What you will do: Go through the data and copy every line in which "AthenaMatchStats" appears.

* * *

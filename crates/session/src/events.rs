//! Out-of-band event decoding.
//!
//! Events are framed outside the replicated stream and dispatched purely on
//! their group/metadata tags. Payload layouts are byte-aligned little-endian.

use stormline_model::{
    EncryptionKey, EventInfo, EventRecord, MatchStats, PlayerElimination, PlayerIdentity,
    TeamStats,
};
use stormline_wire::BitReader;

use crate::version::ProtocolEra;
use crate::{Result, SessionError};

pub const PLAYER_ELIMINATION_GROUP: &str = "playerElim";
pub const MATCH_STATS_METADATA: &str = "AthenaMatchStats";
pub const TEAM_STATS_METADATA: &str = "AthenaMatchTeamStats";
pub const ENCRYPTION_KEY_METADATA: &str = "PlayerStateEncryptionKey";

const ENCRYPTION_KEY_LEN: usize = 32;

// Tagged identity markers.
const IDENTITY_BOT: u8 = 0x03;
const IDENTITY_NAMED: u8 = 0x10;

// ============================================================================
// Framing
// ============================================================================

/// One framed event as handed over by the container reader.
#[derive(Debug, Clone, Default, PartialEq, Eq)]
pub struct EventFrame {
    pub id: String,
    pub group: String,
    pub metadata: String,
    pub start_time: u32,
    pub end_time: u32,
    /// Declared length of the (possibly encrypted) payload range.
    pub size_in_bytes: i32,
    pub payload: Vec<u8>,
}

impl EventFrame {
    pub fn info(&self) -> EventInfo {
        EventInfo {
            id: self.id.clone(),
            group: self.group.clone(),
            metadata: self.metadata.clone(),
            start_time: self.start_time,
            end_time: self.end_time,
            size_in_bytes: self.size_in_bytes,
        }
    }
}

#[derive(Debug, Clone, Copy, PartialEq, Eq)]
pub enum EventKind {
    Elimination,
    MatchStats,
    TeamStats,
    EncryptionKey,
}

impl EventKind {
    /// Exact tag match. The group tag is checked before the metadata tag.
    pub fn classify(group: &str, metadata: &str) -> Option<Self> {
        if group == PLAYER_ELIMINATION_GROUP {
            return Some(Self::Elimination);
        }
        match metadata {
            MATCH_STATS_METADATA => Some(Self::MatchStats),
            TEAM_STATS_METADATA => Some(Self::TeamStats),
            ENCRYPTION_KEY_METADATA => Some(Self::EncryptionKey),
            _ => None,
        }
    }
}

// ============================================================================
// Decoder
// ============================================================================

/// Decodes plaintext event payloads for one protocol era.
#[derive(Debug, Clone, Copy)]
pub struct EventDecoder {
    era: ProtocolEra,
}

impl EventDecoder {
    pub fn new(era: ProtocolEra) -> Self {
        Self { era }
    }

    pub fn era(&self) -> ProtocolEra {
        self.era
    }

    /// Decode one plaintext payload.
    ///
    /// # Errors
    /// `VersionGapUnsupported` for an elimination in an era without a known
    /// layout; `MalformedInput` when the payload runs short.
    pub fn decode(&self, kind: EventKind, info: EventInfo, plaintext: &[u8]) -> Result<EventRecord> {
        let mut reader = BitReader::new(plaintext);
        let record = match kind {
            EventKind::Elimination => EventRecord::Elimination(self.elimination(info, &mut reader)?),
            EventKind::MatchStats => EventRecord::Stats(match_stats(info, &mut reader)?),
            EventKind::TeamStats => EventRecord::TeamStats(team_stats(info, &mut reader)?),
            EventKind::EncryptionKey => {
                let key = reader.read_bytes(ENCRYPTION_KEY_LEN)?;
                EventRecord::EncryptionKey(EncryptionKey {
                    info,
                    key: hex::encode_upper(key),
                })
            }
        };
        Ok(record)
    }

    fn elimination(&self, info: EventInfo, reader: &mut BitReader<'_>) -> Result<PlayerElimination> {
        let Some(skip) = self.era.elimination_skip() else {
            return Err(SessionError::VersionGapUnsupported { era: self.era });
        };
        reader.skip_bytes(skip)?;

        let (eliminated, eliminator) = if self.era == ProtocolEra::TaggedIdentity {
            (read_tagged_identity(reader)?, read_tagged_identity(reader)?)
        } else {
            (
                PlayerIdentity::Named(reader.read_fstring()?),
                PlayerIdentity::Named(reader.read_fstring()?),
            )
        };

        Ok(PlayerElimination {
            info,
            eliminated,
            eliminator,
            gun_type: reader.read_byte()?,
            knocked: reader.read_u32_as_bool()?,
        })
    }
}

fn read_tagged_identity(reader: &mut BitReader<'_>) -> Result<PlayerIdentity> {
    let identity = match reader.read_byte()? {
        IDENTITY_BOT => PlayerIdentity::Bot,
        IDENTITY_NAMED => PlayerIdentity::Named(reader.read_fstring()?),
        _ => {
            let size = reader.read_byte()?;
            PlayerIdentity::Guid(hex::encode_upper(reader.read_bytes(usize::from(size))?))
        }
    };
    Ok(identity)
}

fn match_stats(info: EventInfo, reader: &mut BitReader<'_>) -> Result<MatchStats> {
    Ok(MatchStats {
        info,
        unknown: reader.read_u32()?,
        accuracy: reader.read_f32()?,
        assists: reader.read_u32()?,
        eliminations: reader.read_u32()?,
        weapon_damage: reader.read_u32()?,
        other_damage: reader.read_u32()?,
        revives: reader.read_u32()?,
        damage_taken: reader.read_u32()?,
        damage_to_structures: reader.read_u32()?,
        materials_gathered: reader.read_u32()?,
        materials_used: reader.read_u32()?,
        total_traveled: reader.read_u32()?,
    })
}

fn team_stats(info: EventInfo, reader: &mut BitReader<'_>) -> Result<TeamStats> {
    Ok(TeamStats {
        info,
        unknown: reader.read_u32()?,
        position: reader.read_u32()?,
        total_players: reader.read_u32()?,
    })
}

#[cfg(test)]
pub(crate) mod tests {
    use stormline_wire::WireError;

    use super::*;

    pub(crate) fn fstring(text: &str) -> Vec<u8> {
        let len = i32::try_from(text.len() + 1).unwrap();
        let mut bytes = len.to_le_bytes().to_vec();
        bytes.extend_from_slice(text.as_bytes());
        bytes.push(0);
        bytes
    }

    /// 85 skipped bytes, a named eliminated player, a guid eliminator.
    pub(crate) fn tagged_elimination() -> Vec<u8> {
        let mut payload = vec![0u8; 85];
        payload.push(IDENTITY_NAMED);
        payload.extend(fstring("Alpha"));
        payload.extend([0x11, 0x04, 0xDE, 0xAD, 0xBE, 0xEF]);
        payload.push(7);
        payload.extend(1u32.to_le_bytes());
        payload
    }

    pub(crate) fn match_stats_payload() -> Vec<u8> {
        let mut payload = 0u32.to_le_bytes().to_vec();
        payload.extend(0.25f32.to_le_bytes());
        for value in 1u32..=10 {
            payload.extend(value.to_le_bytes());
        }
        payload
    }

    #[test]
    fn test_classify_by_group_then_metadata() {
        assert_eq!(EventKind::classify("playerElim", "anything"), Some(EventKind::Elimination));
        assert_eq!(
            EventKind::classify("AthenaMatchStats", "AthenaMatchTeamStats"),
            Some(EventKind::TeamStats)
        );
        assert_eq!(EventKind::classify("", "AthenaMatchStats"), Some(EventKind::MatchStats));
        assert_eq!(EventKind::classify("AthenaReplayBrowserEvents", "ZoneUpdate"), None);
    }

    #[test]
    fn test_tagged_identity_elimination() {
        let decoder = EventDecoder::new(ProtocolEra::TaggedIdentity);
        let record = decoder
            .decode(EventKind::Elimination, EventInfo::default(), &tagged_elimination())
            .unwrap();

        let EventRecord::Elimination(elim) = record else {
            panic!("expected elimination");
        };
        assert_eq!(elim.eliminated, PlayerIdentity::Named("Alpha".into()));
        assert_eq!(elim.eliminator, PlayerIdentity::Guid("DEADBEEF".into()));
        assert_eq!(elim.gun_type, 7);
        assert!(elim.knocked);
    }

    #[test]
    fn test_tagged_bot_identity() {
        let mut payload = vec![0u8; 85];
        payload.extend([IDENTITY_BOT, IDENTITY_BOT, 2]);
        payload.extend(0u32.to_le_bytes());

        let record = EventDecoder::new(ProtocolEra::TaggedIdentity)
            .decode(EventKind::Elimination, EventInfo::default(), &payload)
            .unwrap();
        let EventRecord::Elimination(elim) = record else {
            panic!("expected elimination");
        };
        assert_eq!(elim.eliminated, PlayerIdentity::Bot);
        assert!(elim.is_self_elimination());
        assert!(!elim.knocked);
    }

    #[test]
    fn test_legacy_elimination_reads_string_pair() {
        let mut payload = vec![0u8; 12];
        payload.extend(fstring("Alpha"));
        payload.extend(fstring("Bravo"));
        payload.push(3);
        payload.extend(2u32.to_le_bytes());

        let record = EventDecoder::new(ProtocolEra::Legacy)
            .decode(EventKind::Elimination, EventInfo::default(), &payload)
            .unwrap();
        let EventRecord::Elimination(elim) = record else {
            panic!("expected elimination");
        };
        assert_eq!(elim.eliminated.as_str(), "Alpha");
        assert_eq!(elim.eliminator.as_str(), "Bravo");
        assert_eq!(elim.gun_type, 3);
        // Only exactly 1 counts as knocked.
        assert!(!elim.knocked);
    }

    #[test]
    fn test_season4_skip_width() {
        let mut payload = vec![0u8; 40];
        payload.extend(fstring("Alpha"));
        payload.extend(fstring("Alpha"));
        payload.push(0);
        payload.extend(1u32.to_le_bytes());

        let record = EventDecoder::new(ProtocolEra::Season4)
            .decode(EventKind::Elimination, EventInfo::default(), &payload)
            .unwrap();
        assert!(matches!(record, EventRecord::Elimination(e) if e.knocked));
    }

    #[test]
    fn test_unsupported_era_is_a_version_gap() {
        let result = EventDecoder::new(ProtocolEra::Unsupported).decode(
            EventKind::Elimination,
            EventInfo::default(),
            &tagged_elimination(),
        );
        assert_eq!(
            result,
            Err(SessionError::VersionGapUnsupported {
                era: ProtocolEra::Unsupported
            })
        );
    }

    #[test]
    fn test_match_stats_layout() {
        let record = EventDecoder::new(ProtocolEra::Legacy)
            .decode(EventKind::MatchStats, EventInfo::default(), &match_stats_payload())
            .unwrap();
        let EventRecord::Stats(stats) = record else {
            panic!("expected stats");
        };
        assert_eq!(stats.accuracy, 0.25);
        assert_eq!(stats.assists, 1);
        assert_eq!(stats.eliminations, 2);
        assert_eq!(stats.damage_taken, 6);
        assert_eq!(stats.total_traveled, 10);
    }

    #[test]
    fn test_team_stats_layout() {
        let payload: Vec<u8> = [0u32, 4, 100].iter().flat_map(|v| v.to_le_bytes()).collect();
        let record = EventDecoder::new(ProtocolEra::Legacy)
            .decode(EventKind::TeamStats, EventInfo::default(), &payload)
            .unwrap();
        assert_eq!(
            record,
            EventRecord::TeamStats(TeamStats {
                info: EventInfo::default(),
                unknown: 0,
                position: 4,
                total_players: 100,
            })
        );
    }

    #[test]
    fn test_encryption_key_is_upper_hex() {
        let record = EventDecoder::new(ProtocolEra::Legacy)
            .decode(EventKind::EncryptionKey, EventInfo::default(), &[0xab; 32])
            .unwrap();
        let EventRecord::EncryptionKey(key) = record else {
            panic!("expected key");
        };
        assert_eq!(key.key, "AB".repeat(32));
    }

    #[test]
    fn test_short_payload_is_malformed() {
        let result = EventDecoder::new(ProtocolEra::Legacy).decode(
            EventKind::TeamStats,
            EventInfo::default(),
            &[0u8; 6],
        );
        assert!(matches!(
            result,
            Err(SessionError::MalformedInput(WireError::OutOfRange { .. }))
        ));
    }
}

* * *

Response:
pub const MATCH_STATS_METADATA: &str = "AthenaMatchStats";
            EventKind::classify("AthenaMatchStats", "AthenaMatchTeamStats"),
        assert_eq!(EventKind::classify("", "AthenaMatchStats"), Some(EventKind::MatchStats));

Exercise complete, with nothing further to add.